> Assignment:
Only those lines in the data below from the line containing "transport) is carried" through the line containing "the connection fails.", both included, should be restated word for word.

Stored items:
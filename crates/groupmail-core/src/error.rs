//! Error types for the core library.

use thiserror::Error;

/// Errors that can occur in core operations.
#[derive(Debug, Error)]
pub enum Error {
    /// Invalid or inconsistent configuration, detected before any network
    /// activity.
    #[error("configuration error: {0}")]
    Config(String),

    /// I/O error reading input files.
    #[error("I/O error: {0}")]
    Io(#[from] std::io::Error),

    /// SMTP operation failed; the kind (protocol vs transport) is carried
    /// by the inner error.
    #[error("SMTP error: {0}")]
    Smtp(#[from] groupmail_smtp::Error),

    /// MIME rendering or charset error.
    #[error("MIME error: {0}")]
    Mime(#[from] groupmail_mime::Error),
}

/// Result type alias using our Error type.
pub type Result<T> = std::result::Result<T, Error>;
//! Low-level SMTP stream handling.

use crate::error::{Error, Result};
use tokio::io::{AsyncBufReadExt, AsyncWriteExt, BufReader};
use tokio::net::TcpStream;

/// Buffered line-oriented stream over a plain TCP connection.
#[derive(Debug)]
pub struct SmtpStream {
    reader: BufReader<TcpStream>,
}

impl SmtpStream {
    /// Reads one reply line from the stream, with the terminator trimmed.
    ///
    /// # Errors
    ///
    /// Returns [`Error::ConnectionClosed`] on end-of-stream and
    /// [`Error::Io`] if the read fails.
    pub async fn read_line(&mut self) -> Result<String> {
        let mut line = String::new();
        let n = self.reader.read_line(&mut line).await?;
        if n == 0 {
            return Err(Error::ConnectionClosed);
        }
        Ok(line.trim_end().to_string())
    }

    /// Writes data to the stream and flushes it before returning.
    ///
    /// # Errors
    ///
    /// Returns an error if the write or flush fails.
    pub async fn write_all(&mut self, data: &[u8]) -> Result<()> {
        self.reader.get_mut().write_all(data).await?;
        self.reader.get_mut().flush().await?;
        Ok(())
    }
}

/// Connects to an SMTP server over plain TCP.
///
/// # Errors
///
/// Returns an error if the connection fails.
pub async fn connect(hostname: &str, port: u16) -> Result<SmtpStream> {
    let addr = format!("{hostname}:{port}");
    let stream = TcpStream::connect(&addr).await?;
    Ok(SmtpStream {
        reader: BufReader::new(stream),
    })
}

...

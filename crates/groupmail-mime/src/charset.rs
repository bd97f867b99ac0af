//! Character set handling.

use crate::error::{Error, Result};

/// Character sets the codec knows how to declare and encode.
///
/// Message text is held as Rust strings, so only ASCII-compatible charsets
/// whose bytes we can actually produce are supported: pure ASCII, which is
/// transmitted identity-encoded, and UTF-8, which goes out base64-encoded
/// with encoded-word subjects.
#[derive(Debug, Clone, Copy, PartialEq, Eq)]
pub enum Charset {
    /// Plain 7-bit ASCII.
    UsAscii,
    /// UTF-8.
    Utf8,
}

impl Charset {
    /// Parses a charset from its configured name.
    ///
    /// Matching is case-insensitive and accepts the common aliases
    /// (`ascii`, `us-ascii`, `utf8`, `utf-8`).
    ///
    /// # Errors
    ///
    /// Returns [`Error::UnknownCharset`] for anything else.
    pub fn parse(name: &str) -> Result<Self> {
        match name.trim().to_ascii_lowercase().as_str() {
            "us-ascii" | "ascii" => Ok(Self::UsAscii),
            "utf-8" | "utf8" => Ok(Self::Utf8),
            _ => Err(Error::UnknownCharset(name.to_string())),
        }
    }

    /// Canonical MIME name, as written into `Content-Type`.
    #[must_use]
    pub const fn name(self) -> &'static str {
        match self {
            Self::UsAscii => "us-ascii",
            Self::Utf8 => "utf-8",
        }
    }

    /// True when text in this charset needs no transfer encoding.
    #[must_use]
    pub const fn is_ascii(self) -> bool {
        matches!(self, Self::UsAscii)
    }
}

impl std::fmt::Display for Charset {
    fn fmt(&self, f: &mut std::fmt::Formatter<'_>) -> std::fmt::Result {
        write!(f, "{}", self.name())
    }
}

> Solution below:
    /// SMTP operation failed; the kind (protocol vs transport) is carried
    /// by the inner error.
    #[error("SMTP error: {0}")]
    Smtp(#[from] groupmail_smtp::Error),

    /// MIME rendering or charset error.
    #[error("MIME error: {0}")]
    Mime(#[from] groupmail_mime::Error),
}

/// Result type alias using our Error type.
pub type Result<T> = std::result::Result<T, Error>;
//! Low-level SMTP stream handling.

use crate::error::{Error, Result};
use tokio::io::{AsyncBufReadExt, AsyncWriteExt, BufReader};
use tokio::net::TcpStream;

/// Buffered line-oriented stream over a plain TCP connection.
#[derive(Debug)]
pub struct SmtpStream {
    reader: BufReader<TcpStream>,
}

impl SmtpStream {
    /// Reads one reply line from the stream, with the terminator trimmed.
    ///
    /// # Errors
    ///
    /// Returns [`Error::ConnectionClosed`] on end-of-stream and
    /// [`Error::Io`] if the read fails.
    pub async fn read_line(&mut self) -> Result<String> {
        let mut line = String::new();
        let n = self.reader.read_line(&mut line).await?;
        if n == 0 {
            return Err(Error::ConnectionClosed);
        }
        Ok(line.trim_end().to_string())
    }

    /// Writes data to the stream and flushes it before returning.
    ///
    /// # Errors
    ///
    /// Returns an error if the write or flush fails.
    pub async fn write_all(&mut self, data: &[u8]) -> Result<()> {
        self.reader.get_mut().write_all(data).await?;
        self.reader.get_mut().flush().await?;
        Ok(())
    }
}

/// Connects to an SMTP server over plain TCP.
///
/// # Errors
///
/// Returns an error if the connection fails.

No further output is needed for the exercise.